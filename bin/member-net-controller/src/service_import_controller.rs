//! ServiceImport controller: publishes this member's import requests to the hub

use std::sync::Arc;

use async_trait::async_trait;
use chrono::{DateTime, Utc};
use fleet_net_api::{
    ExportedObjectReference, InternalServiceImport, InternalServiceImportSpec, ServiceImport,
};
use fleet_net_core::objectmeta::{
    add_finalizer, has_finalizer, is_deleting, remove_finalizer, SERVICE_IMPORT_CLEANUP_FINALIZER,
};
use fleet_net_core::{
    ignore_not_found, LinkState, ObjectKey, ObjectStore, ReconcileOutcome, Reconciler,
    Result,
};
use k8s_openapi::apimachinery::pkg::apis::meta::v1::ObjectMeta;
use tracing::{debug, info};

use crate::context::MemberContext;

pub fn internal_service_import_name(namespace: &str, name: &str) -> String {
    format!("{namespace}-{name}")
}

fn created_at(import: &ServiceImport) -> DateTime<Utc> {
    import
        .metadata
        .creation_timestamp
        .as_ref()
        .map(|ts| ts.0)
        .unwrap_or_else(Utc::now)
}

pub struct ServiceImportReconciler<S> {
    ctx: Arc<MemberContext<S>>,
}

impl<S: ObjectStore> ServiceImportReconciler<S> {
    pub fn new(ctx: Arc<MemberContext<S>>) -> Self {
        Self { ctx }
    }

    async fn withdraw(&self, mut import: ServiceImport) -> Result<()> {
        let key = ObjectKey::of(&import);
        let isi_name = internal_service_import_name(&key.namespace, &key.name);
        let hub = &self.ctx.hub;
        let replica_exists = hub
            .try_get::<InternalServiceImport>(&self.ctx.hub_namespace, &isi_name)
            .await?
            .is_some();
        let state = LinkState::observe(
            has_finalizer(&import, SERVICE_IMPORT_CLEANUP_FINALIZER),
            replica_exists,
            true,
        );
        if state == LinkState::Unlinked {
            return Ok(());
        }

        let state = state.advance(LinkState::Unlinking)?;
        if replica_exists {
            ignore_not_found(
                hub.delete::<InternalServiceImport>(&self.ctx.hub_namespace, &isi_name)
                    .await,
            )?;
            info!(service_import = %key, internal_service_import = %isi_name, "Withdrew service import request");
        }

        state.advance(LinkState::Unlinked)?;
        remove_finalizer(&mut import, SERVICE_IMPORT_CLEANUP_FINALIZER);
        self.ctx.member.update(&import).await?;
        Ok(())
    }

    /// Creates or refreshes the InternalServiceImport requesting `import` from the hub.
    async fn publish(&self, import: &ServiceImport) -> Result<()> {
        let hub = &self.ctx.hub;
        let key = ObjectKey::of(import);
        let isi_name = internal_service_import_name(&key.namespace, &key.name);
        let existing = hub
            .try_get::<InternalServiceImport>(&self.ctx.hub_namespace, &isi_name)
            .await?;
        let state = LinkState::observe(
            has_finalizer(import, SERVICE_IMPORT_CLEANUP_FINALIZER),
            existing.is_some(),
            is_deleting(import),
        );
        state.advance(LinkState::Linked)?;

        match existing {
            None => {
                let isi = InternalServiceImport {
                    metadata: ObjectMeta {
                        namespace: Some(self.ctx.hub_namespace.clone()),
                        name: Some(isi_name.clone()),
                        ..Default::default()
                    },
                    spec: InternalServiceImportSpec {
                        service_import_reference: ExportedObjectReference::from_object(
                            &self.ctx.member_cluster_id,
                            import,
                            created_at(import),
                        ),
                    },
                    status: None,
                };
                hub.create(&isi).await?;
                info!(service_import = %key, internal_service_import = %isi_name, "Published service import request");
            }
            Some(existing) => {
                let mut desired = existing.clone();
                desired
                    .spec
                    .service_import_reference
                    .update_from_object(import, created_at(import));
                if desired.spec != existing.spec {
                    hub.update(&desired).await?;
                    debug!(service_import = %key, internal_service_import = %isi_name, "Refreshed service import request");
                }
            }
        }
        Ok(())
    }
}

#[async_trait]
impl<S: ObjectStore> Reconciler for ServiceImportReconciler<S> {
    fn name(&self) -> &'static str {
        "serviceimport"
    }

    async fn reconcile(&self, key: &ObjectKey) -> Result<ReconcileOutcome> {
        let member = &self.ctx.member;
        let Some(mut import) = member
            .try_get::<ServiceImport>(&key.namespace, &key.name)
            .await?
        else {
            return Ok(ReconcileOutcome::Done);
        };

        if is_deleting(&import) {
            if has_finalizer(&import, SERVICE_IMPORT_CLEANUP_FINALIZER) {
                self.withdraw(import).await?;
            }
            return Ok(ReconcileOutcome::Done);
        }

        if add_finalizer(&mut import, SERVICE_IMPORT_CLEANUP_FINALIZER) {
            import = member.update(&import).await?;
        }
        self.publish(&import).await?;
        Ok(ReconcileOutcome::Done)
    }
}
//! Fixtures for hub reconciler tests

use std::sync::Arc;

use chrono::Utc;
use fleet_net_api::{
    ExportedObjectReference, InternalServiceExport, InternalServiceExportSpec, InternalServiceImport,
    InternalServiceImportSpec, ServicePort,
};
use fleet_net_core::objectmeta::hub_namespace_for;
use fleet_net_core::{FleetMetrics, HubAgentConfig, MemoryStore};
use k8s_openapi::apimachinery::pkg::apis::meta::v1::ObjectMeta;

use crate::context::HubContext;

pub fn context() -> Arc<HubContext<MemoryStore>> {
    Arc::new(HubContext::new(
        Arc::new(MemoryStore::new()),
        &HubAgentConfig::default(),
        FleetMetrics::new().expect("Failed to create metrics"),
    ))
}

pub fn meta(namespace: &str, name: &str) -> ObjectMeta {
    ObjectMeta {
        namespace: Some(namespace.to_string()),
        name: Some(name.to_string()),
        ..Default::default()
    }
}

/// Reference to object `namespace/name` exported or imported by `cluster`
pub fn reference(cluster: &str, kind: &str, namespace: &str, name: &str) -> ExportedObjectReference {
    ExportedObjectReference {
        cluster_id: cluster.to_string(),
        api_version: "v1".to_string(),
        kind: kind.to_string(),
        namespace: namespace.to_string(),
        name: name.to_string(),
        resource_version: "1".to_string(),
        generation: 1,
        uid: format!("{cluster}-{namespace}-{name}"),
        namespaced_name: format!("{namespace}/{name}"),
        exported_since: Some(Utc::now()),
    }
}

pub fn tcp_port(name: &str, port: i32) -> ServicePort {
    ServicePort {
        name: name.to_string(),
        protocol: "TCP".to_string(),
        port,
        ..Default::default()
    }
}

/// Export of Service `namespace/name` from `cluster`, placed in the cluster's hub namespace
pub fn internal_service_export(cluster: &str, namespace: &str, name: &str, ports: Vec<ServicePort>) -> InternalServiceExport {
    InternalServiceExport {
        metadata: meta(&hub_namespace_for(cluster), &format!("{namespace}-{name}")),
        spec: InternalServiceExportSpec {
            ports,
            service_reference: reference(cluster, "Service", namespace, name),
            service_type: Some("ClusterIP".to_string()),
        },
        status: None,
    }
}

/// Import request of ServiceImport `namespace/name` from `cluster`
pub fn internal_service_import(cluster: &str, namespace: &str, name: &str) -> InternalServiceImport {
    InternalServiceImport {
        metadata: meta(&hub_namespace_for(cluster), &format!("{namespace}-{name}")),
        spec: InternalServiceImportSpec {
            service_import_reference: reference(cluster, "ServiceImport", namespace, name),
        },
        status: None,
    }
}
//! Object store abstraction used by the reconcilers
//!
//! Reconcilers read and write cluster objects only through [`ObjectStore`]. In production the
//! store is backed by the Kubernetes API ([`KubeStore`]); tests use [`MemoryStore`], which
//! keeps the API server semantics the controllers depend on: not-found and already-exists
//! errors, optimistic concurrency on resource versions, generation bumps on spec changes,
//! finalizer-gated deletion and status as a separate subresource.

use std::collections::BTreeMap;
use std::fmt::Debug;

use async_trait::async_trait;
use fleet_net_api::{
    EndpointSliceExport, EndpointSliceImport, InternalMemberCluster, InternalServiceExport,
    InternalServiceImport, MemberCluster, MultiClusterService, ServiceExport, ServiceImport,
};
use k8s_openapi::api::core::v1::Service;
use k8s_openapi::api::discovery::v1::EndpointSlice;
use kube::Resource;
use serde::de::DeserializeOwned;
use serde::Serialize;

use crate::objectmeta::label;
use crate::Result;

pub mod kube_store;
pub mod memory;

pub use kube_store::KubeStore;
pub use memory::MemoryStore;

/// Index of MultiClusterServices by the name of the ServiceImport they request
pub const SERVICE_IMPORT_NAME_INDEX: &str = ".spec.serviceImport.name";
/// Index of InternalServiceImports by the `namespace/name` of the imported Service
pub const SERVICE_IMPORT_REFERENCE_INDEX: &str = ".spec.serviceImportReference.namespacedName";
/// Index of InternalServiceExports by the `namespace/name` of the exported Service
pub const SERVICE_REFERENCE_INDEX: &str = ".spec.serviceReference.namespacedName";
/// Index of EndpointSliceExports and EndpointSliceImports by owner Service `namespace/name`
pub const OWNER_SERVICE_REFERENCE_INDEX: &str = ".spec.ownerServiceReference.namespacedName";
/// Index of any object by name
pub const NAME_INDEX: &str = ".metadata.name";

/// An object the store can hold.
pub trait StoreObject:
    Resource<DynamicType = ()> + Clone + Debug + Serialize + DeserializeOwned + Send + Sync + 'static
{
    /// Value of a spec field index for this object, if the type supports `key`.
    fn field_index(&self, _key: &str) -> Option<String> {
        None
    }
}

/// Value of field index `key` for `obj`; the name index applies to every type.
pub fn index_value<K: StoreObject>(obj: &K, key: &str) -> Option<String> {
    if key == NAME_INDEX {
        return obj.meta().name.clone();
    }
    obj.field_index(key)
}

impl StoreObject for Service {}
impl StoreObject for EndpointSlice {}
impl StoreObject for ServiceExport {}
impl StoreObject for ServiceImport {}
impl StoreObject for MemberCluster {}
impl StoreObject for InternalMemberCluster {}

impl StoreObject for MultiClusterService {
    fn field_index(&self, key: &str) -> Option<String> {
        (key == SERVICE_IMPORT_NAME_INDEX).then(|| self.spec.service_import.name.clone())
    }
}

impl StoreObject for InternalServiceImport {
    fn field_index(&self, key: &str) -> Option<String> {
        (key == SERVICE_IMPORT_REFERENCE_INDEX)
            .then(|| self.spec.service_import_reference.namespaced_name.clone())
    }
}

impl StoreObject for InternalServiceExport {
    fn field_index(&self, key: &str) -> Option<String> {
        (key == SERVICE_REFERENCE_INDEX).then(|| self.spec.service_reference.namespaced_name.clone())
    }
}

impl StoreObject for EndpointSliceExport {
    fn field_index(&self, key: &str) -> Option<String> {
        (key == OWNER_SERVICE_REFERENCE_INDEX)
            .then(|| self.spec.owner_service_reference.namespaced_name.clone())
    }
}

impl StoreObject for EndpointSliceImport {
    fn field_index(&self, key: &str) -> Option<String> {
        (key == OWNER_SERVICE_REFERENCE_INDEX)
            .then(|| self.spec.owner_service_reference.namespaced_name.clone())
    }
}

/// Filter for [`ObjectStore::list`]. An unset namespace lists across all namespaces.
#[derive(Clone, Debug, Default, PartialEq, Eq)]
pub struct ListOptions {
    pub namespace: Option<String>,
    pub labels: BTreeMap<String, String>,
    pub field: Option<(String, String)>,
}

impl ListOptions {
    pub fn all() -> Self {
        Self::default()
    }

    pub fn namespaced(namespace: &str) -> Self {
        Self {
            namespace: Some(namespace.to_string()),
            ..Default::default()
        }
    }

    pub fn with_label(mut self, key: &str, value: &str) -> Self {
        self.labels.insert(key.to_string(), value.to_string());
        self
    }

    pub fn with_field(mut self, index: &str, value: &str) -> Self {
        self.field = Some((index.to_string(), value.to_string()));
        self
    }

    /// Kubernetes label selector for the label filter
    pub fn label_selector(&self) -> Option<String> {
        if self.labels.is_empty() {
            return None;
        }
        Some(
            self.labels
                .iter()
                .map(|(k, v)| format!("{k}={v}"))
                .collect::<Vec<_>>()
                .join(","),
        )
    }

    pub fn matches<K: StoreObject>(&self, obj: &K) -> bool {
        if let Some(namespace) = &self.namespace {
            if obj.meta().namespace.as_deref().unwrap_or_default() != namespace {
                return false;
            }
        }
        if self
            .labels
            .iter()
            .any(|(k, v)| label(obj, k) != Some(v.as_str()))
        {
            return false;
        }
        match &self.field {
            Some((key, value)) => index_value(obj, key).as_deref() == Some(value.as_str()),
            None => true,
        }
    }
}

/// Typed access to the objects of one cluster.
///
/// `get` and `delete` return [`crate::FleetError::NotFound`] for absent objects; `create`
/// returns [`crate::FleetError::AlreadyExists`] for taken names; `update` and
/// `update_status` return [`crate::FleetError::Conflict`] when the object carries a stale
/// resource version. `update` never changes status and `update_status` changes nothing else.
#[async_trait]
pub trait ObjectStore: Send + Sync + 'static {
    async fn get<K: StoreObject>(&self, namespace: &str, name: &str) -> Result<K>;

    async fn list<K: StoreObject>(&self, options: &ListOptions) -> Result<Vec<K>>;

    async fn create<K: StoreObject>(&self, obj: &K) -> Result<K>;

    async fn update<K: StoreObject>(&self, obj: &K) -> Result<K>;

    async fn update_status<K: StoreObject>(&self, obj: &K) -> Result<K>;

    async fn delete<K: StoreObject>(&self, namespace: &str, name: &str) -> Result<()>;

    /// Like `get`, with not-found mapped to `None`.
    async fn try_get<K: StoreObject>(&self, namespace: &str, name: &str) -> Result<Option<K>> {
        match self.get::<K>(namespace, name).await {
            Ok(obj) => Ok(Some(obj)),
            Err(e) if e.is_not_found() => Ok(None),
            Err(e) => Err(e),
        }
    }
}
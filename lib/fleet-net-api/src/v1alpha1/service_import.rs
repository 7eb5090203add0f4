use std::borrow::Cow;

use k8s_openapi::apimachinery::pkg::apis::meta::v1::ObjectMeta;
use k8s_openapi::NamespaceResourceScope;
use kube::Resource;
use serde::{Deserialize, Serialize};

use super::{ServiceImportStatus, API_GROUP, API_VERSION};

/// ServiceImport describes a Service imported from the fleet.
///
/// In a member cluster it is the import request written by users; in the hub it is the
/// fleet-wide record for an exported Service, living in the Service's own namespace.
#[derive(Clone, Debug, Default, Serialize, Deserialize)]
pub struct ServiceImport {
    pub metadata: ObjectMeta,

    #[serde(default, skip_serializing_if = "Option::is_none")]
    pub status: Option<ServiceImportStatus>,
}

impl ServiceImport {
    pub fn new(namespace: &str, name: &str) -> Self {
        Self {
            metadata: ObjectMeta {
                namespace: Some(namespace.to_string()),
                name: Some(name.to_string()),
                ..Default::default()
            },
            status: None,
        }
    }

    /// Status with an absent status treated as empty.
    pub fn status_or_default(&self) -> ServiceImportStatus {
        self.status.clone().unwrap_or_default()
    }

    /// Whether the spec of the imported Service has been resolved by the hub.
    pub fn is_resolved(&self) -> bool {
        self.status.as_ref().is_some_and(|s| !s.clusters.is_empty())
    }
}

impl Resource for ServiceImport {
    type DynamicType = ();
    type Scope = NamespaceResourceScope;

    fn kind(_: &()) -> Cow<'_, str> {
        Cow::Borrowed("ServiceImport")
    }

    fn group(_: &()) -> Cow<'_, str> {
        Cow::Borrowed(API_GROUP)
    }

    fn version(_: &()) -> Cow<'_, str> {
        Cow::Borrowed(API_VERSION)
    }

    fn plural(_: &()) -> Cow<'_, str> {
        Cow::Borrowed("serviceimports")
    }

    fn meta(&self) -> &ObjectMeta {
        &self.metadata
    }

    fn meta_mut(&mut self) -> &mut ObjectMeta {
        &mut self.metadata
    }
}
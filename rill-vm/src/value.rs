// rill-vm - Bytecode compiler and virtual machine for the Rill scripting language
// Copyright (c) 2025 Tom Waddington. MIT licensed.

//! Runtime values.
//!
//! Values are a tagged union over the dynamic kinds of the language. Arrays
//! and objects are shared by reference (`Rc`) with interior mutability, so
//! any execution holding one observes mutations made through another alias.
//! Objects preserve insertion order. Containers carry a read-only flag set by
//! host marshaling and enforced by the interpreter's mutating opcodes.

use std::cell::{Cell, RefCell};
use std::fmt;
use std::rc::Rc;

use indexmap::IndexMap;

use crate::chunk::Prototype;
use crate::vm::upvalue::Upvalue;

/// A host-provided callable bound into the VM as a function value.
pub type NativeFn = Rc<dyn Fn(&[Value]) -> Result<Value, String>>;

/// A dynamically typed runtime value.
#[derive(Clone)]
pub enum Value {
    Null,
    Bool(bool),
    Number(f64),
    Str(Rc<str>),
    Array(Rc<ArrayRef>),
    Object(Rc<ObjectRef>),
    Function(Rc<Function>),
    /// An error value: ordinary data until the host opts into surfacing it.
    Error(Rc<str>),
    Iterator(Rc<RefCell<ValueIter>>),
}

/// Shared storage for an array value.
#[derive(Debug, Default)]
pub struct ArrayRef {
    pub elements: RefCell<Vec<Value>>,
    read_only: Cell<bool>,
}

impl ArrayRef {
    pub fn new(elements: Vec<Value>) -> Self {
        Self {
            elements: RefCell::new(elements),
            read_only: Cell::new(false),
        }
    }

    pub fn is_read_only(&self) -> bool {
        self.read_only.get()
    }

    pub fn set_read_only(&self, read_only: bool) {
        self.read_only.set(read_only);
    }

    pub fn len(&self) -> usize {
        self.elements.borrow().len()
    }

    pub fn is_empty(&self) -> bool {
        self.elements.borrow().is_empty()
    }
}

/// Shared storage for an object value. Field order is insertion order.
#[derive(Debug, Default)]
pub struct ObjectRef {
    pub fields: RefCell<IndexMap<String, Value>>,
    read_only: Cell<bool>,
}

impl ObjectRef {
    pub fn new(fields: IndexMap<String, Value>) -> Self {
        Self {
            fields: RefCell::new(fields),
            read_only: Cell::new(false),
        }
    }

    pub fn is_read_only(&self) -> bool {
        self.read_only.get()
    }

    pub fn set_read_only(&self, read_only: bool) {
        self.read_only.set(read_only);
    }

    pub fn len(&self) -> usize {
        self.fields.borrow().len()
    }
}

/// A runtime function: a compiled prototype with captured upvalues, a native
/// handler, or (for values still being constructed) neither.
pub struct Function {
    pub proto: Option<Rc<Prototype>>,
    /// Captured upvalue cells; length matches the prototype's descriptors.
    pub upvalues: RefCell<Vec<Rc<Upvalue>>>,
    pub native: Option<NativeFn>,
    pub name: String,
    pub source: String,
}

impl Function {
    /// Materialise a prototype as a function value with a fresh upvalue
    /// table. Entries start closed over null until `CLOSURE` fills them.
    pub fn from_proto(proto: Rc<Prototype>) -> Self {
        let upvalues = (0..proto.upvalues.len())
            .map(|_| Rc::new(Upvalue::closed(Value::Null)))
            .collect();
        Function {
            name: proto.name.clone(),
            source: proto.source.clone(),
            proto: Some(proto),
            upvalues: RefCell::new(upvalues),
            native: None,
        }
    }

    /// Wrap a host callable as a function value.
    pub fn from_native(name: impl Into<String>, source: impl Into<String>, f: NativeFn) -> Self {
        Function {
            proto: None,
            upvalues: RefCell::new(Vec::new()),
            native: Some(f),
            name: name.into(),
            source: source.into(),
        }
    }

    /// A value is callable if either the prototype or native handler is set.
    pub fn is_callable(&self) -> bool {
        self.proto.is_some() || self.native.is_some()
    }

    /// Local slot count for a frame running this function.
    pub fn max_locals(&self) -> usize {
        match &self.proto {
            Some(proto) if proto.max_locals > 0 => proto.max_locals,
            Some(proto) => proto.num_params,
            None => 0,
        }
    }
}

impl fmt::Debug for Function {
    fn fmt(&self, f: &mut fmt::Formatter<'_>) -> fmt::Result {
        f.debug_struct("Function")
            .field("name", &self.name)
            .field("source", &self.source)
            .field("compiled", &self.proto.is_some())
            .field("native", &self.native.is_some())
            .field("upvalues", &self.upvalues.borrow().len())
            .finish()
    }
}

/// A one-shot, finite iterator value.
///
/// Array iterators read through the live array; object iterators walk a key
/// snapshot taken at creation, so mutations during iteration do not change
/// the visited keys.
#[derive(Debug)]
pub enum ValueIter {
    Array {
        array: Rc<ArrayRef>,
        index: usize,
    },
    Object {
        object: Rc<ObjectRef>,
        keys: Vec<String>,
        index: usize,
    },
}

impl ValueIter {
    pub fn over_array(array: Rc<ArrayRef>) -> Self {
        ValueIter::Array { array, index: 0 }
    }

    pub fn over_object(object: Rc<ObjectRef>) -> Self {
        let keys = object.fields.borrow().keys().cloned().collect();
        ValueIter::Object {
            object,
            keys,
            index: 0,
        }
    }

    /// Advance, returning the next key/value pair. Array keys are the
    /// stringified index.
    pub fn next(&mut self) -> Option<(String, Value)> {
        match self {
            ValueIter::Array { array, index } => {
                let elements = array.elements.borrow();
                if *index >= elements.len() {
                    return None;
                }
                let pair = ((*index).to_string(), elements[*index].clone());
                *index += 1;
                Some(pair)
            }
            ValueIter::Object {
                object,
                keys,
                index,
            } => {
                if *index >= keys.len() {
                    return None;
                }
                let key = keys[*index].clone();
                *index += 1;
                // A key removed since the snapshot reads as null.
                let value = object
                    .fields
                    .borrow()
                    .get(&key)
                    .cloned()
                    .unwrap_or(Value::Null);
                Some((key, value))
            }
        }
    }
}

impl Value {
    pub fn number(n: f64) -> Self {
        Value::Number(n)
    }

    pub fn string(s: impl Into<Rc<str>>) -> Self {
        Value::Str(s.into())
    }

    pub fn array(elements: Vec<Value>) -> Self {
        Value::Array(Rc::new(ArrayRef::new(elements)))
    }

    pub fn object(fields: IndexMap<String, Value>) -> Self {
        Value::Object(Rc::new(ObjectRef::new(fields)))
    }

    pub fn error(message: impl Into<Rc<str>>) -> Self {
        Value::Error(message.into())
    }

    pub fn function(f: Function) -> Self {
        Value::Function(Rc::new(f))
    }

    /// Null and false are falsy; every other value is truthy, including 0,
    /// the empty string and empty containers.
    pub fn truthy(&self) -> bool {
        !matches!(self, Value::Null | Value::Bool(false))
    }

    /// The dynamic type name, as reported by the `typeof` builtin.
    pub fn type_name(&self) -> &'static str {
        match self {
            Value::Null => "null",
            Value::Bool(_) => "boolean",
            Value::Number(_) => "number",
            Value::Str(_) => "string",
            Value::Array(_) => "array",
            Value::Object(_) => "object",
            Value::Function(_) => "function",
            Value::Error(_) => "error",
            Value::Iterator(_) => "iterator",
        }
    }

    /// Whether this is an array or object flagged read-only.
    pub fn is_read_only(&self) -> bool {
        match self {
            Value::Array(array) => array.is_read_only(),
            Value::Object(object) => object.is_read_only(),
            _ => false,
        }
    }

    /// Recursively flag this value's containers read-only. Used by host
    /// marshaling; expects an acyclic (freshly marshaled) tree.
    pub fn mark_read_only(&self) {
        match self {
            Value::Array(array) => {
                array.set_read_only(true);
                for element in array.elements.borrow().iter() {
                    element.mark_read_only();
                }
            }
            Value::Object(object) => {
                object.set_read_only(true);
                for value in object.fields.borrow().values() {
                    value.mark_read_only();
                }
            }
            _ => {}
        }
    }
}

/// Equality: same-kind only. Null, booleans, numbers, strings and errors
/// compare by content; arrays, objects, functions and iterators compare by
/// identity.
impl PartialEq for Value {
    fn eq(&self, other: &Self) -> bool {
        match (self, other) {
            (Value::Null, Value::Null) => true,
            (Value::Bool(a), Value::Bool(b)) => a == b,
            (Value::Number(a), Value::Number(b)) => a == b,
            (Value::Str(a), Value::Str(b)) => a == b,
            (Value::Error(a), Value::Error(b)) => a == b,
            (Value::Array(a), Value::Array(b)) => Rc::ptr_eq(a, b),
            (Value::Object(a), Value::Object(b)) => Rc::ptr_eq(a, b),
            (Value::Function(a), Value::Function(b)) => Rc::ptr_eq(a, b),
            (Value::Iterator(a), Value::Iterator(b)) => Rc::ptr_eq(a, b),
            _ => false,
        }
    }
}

=== ACTION ITEM ===
Report only a number: how many lines in the material above contain the string "FleetMetrics".

=== SOLUTION TO THIS EXERCISE ===
2